Como efeito disso, nós mudamos a estrutura social do Brasil e consolidamos uma maioria social e política. Novos anseios econômicos e simbólicos passaram a motivar os estratos sociais que tiveram a primeira geração familiar acessando a universidade e os direitos trabalhistas. Tudo isso impulsionou uma nova agenda política que mescla raça, classe, gênero e questões identitárias, impossível de ser atendida pela política conservadora do país. E agora, além de carteira assinada e diploma universitário, toda essa gente quer também fazer política.

Quando dizemos que temos que ir na raiz e ir além queremos dizer que temos que reconhecer as bases da opressão sofrida por negras e negros no Brasil é anterior ao desenvolvimento capitalista, e mesmo com o desenvolvimento da economia, o racismo pode permanecer e até mesmo tornar-se mais violento.
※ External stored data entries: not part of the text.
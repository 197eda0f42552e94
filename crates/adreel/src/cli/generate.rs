//! Ad generation command handler.

use super::AdRequestArgs;
use adreel::{AdGenerator, AdreelConfig, AdreelResult, JsonError, ProviderKind};
use tokio_util::sync::CancellationToken;

/// Run the whole pipeline and print the job summary as JSON.
///
/// Ctrl-C cancels in-flight clip generation.
pub async fn generate_ad(
    mut config: AdreelConfig,
    args: &AdRequestArgs,
    provider: Option<ProviderKind>,
) -> AdreelResult<()> {
    if let Some(provider) = provider {
        config.video.provider = provider;
    }
    let max_scenes = args.max_scenes(&config);
    let generator = AdGenerator::from_config(&config)?;

    tracing::info!(
        provider = %config.video.provider,
        max_scenes,
        "Generating ad"
    );
    let cancel = CancellationToken::new();
    let on_interrupt = cancel.clone();
    tokio::spawn(async move {
        if tokio::signal::ctrl_c().await.is_ok() {
            tracing::warn!("Interrupted, cancelling clip generation");
            on_interrupt.cancel();
        }
    });

    let summary = generator
        .generate_with_cancel(&args.description, max_scenes, &cancel)
        .await?;

    let json = serde_json::to_string_pretty(&summary)
        .map_err(|e| JsonError::serialization("job summary", e))?;
    println!("{}", json);
    Ok(())
}
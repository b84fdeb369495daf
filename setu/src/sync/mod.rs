//! Frame synchronizer
//!
//! Turns an unstructured byte stream into a sequence of [`FRAME_SIZE`]-byte
//! frames. The stream carries no length prefix and no escaping, only the
//! two marker bytes, so alignment is recovered by sliding:
//!
//! ```text
//!  stream:  FF FF 32 00 00 .. 00 34 32 ..
//!           └──── window ────┘              misaligned: drop FF, read 1
//!              └──── window ────┘           misaligned: drop FF, read 1
//!                 └──── window ────┘        aligned -> frame, discarded = 2
//! ```
//!
//! # Marker policy
//!
//! By default sliding continues only while *both* markers are wrong, so a
//! window with one correct marker is accepted as aligned. That is
//! [`MarkerPolicy::Loose`]. [`MarkerPolicy::Strict`] keeps
//! sliding until both markers match. Loose accepts with a misplaced marker
//! are counted in [`SyncStats::loose_accepts`].
//!
//! Each call owns a fresh window; nothing but the statistics carries over
//! between calls.

pub mod window;

pub use window::SlidingWindow;

use crate::error::{Error, Result};
use crate::frame::{END_MARKER, FRAME_SIZE, Frame, START_MARKER};
use crate::source::ByteSource;
use serde::{Deserialize, Serialize};

/// When a window counts as aligned
#[derive(Debug, Clone, Copy, PartialEq, Eq, Default, Serialize, Deserialize)]
#[serde(rename_all = "lowercase")]
pub enum MarkerPolicy {
    /// Aligned if either marker is in place
    #[default]
    Loose,
    /// Aligned only if both markers are in place
    Strict,
}

impl MarkerPolicy {
    #[inline]
    pub fn is_aligned(self, first: u8, last: u8) -> bool {
        match self {
            MarkerPolicy::Loose => first == START_MARKER || last == END_MARKER,
            MarkerPolicy::Strict => first == START_MARKER && last == END_MARKER,
        }
    }
}

/// Running counters across all `next_frame` calls
#[derive(Debug, Clone, Copy, Default, PartialEq, Eq)]
pub struct SyncStats {
    /// Frames returned
    pub frames: u64,
    /// Bytes dropped while re-synchronizing
    pub discarded_bytes: u64,
    /// Calls that had to discard at least one byte
    pub resyncs: u64,
    /// Frames accepted by the loose policy with one marker wrong
    pub loose_accepts: u64,
}

/// Pulls aligned frames out of a [`ByteSource`]
pub struct FrameSynchronizer<S> {
    source: S,
    policy: MarkerPolicy,
    max_discard: Option<u64>,
    last_discarded: u64,
    stats: SyncStats,
}

impl<S: ByteSource> FrameSynchronizer<S> {
    /// Create a synchronizer with the loose policy and no discard limit
    pub fn new(source: S) -> Self {
        Self {
            source,
            policy: MarkerPolicy::default(),
            max_discard: None,
            last_discarded: 0,
            stats: SyncStats::default(),
        }
    }

    pub fn with_policy(mut self, policy: MarkerPolicy) -> Self {
        self.policy = policy;
        self
    }

    /// Give up on a call that would need to discard more than `limit` bytes
    pub fn with_max_discard(mut self, limit: Option<u64>) -> Self {
        self.max_discard = limit;
        self
    }

    pub fn policy(&self) -> MarkerPolicy {
        self.policy
    }

    /// Bytes discarded by the most recent call
    pub fn last_discarded(&self) -> u64 {
        self.last_discarded
    }

    pub fn stats(&self) -> SyncStats {
        self.stats
    }

    pub fn source(&self) -> &S {
        &self.source
    }

    /// Read the next aligned frame
    ///
    /// Blocks until a frame is aligned. Fails with
    /// [`Error::SourceExhausted`] if the source runs dry (no partial frame
    /// is returned), [`Error::FrameInvariantViolation`] if the source hands
    /// back fewer bytes than requested, and [`Error::ResyncLimitExceeded`]
    /// when a discard limit is set and hit.
    pub fn next_frame(&mut self) -> Result<Frame> {
        let mut window = SlidingWindow::<FRAME_SIZE>::new();
        self.last_discarded = 0;

        let mut initial = [0u8; FRAME_SIZE];
        let n = self.source.fill(&mut initial)?;
        window.extend(&initial[..n.min(FRAME_SIZE)]);
        check_window(&window)?;

        let mut discarded: u64 = 0;
        while !self.is_aligned(&window) {
            if let Some(limit) = self.max_discard
                && discarded >= limit
            {
                self.last_discarded = discarded;
                return Err(Error::ResyncLimitExceeded { discarded });
            }

            window.advance(1);
            let mut byte = [0u8; 1];
            let n = self.source.fill(&mut byte)?;
            window.extend(&byte[..n.min(1)]);
            discarded += 1;
            self.last_discarded = discarded;

            check_window(&window)?;
        }

        let bytes = window.to_array().ok_or(Error::FrameInvariantViolation {
            expected: FRAME_SIZE,
            actual: window.len(),
        })?;
        let frame = Frame::new(bytes);

        if discarded != 0 {
            log::warn!("Discarded {} byte(s) to re-sync.", discarded);
            self.stats.resyncs += 1;
            self.stats.discarded_bytes += discarded;
        }

        if !frame.has_valid_markers() {
            self.stats.loose_accepts += 1;
            log::debug!("Accepted frame with a misplaced marker: {}", frame);
        }

        self.stats.frames += 1;
        Ok(frame)
    }

    fn is_aligned(&self, window: &SlidingWindow<FRAME_SIZE>) -> bool {
        match (window.first(), window.last()) {
            (Some(first), Some(last)) => self.policy.is_aligned(first, last),
            _ => false,
        }
    }
}

/// The window must hold exactly one frame after every read
fn check_window(window: &SlidingWindow<FRAME_SIZE>) -> Result<()> {
    if window.len() != FRAME_SIZE {
        return Err(Error::FrameInvariantViolation {
            expected: FRAME_SIZE,
            actual: window.len(),
        });
    }
    Ok(())
}

#[cfg(test)]
mod tests {
    use super::*;
    use crate::frame::{DATA_SIZE, FrameId};
    use crate::source::MockSource;

    fn zero_frame() -> [u8; FRAME_SIZE] {
        let mut bytes = [0u8; FRAME_SIZE];
        bytes[0] = START_MARKER;
        bytes[FRAME_SIZE - 1] = END_MARKER;
        bytes
    }

    fn frame(cmd: u8) -> Frame {
        Frame::encode(
            FrameId {
                src: 0x20,
                dst: 0x00,
                cmd,
            },
            [0x10; DATA_SIZE],
        )
    }

    /// Returns nothing for single-byte reads
    struct StutteringSource(MockSource);

    impl ByteSource for StutteringSource {
        fn fill(&mut self, buf: &mut [u8]) -> Result<usize> {
            if buf.len() == 1 {
                return Ok(0);
            }
            self.0.fill(buf)
        }
    }

    #[test]
    fn test_two_garbage_bytes_then_frame() {
        let mut stream = vec![0xFF, 0xFF];
        stream.extend_from_slice(&zero_frame());
        let mut sync = FrameSynchronizer::new(MockSource::from_bytes(&stream));

        let frame = sync.next_frame().unwrap();

        assert_eq!(sync.last_discarded(), 2);
        assert_eq!(frame.as_bytes(), &zero_frame());
        assert_eq!(sync.source().remaining(), 0);
    }

    #[test]
    fn test_aligned_stream_passes_through() {
        let frames = [frame(0x52), frame(0x53), frame(0x54)];
        let stream: Vec<u8> = frames.iter().flat_map(|f| f.into_bytes()).collect();
        let mut sync = FrameSynchronizer::new(MockSource::from_bytes(&stream));

        for expected in &frames {
            let got = sync.next_frame().unwrap();
            assert_eq!(&got, expected);
            assert_eq!(sync.last_discarded(), 0);
        }

        let stats = sync.stats();
        assert_eq!(stats.frames, 3);
        assert_eq!(stats.discarded_bytes, 0);
        assert_eq!(stats.resyncs, 0);
    }

    #[test]
    fn test_resync_discards_exact_garbage_count() {
        for k in 1..FRAME_SIZE {
            let mut stream = vec![0xEE; k];
            stream.extend_from_slice(&frame(0x53).into_bytes());
            let mut sync = FrameSynchronizer::new(MockSource::from_bytes(&stream));

            let got = sync.next_frame().unwrap();
            assert_eq!(got, frame(0x53), "garbage length {}", k);
            assert_eq!(sync.last_discarded(), k as u64, "garbage length {}", k);
        }
    }

    #[test]
    fn test_resync_with_long_garbage_run() {
        let garbage = FRAME_SIZE * 20 + 3;
        let mut stream = vec![0xFF; garbage];
        stream.extend_from_slice(&frame(0x54).into_bytes());
        stream.extend_from_slice(&frame(0x55).into_bytes());
        let mut sync = FrameSynchronizer::new(MockSource::from_bytes(&stream));

        assert_eq!(sync.next_frame().unwrap(), frame(0x54));
        assert_eq!(sync.last_discarded(), garbage as u64);

        // Alignment carries over to the following frame
        assert_eq!(sync.next_frame().unwrap(), frame(0x55));
        assert_eq!(sync.last_discarded(), 0);

        let stats = sync.stats();
        assert_eq!(stats.frames, 2);
        assert_eq!(stats.resyncs, 1);
        assert_eq!(stats.discarded_bytes, garbage as u64);
    }

    #[test]
    fn test_every_frame_is_full_length_with_markers() {
        let mut stream = vec![0x01, 0x02, 0x03];
        stream.extend_from_slice(&frame(0x60).into_bytes());
        stream.extend_from_slice(&[0x99; 5]);
        stream.extend_from_slice(&frame(0x61).into_bytes());
        let mut sync =
            FrameSynchronizer::new(MockSource::from_bytes(&stream)).with_policy(MarkerPolicy::Strict);

        for _ in 0..2 {
            let f = sync.next_frame().unwrap();
            assert_eq!(f.as_bytes().len(), FRAME_SIZE);
            assert_eq!(f.as_bytes()[0], START_MARKER);
            assert_eq!(f.as_bytes()[FRAME_SIZE - 1], END_MARKER);
        }
    }

    #[test]
    fn test_exhaustion_on_initial_read() {
        let mut sync = FrameSynchronizer::new(MockSource::from_bytes(&zero_frame()[..10]));
        assert!(matches!(
            sync.next_frame(),
            Err(Error::SourceExhausted(_))
        ));
        assert_eq!(sync.stats().frames, 0);
    }

    #[test]
    fn test_exhaustion_during_resync() {
        // Garbage but no frame behind it
        let mut sync = FrameSynchronizer::new(MockSource::from_bytes(&[0xFF; FRAME_SIZE + 4]));
        assert!(matches!(
            sync.next_frame(),
            Err(Error::SourceExhausted(_))
        ));
        assert_eq!(sync.last_discarded(), 4);
        assert_eq!(sync.stats().frames, 0);
    }

    #[test]
    fn test_exhaustion_on_empty_source() {
        let mut sync = FrameSynchronizer::new(MockSource::new());
        assert!(matches!(
            sync.next_frame(),
            Err(Error::SourceExhausted(_))
        ));
    }

    #[test]
    fn test_loose_accepts_start_marker_only() {
        let mut broken = zero_frame();
        broken[FRAME_SIZE - 1] = 0x00;
        let mut stream = broken.to_vec();
        stream.extend_from_slice(&zero_frame());

        let mut sync = FrameSynchronizer::new(MockSource::from_bytes(&stream));
        let got = sync.next_frame().unwrap();

        assert_eq!(got.as_bytes(), &broken);
        assert_eq!(sync.last_discarded(), 0);
        assert_eq!(sync.stats().loose_accepts, 1);
    }

    #[test]
    fn test_loose_accepts_end_marker_only() {
        let mut broken = zero_frame();
        broken[0] = 0x00;
        let mut sync = FrameSynchronizer::new(MockSource::from_bytes(&broken));

        let got = sync.next_frame().unwrap();
        assert_eq!(got.as_bytes(), &broken);
        assert_eq!(sync.stats().loose_accepts, 1);
    }

    #[test]
    fn test_strict_resyncs_past_half_marked_window() {
        let mut broken = zero_frame();
        broken[FRAME_SIZE - 1] = 0x00;
        let mut stream = broken.to_vec();
        stream.extend_from_slice(&zero_frame());

        let mut sync =
            FrameSynchronizer::new(MockSource::from_bytes(&stream)).with_policy(MarkerPolicy::Strict);
        let got = sync.next_frame().unwrap();

        assert_eq!(got.as_bytes(), &zero_frame());
        assert_eq!(sync.last_discarded(), FRAME_SIZE as u64);
        assert_eq!(sync.stats().loose_accepts, 0);
    }

    #[test]
    fn test_policy_alignment_table() {
        let cases = [
            (START_MARKER, END_MARKER, true, true),
            (START_MARKER, 0x00, true, false),
            (0x00, END_MARKER, true, false),
            (0x00, 0x00, false, false),
        ];
        for (first, last, loose, strict) in cases {
            assert_eq!(MarkerPolicy::Loose.is_aligned(first, last), loose);
            assert_eq!(MarkerPolicy::Strict.is_aligned(first, last), strict);
        }
    }

    #[test]
    fn test_max_discard_limit() {
        let mut stream = vec![0xFF; 5];
        stream.extend_from_slice(&zero_frame());

        let mut sync =
            FrameSynchronizer::new(MockSource::from_bytes(&stream)).with_max_discard(Some(3));
        assert!(matches!(
            sync.next_frame(),
            Err(Error::ResyncLimitExceeded { discarded: 3 })
        ));
    }

    #[test]
    fn test_max_discard_not_hit() {
        let mut stream = vec![0xFF; 5];
        stream.extend_from_slice(&zero_frame());

        let mut sync =
            FrameSynchronizer::new(MockSource::from_bytes(&stream)).with_max_discard(Some(5));
        assert_eq!(sync.next_frame().unwrap().as_bytes(), &zero_frame());
        assert_eq!(sync.last_discarded(), 5);
    }

    #[test]
    fn test_short_initial_read_violates_invariant() {
        let source = MockSource::from_bytes(&zero_frame());
        source.set_short_reads(true);
        let mut sync = FrameSynchronizer::new(source);

        assert!(matches!(
            sync.next_frame(),
            Err(Error::FrameInvariantViolation {
                expected: FRAME_SIZE,
                actual: 13
            })
        ));
    }

    #[test]
    fn test_short_resync_read_violates_invariant() {
        let mut stream = vec![0xFF];
        stream.extend_from_slice(&zero_frame());
        let mut sync = FrameSynchronizer::new(StutteringSource(MockSource::from_bytes(&stream)));

        assert!(matches!(
            sync.next_frame(),
            Err(Error::FrameInvariantViolation {
                expected: FRAME_SIZE,
                actual: 13
            })
        ));
    }
}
É reconhecer que o patriarcado é anterior ao capitalismo e resistiu às experiências socialistas até agora conhecidas, e que estas experiências produziram as mesmas formas de racialização com grupos étnicos e de outros matizes (exemplo, a perseguição aos homessexuais na URSS).

Dizemos que temos que ir na raiz e ir além porque acreditamos que é a luta partidária que permite que orquestremos todas estas complexidades na ação concreta. Mas não é o partido do gabinete e nem o partido dos quadros iluminados. É o Partido cujos membros vieram do povo e com o povo estão. O povo em toda a sua diversidade, que nunca pode ser reificado, nem essencializado, nem assujeitado.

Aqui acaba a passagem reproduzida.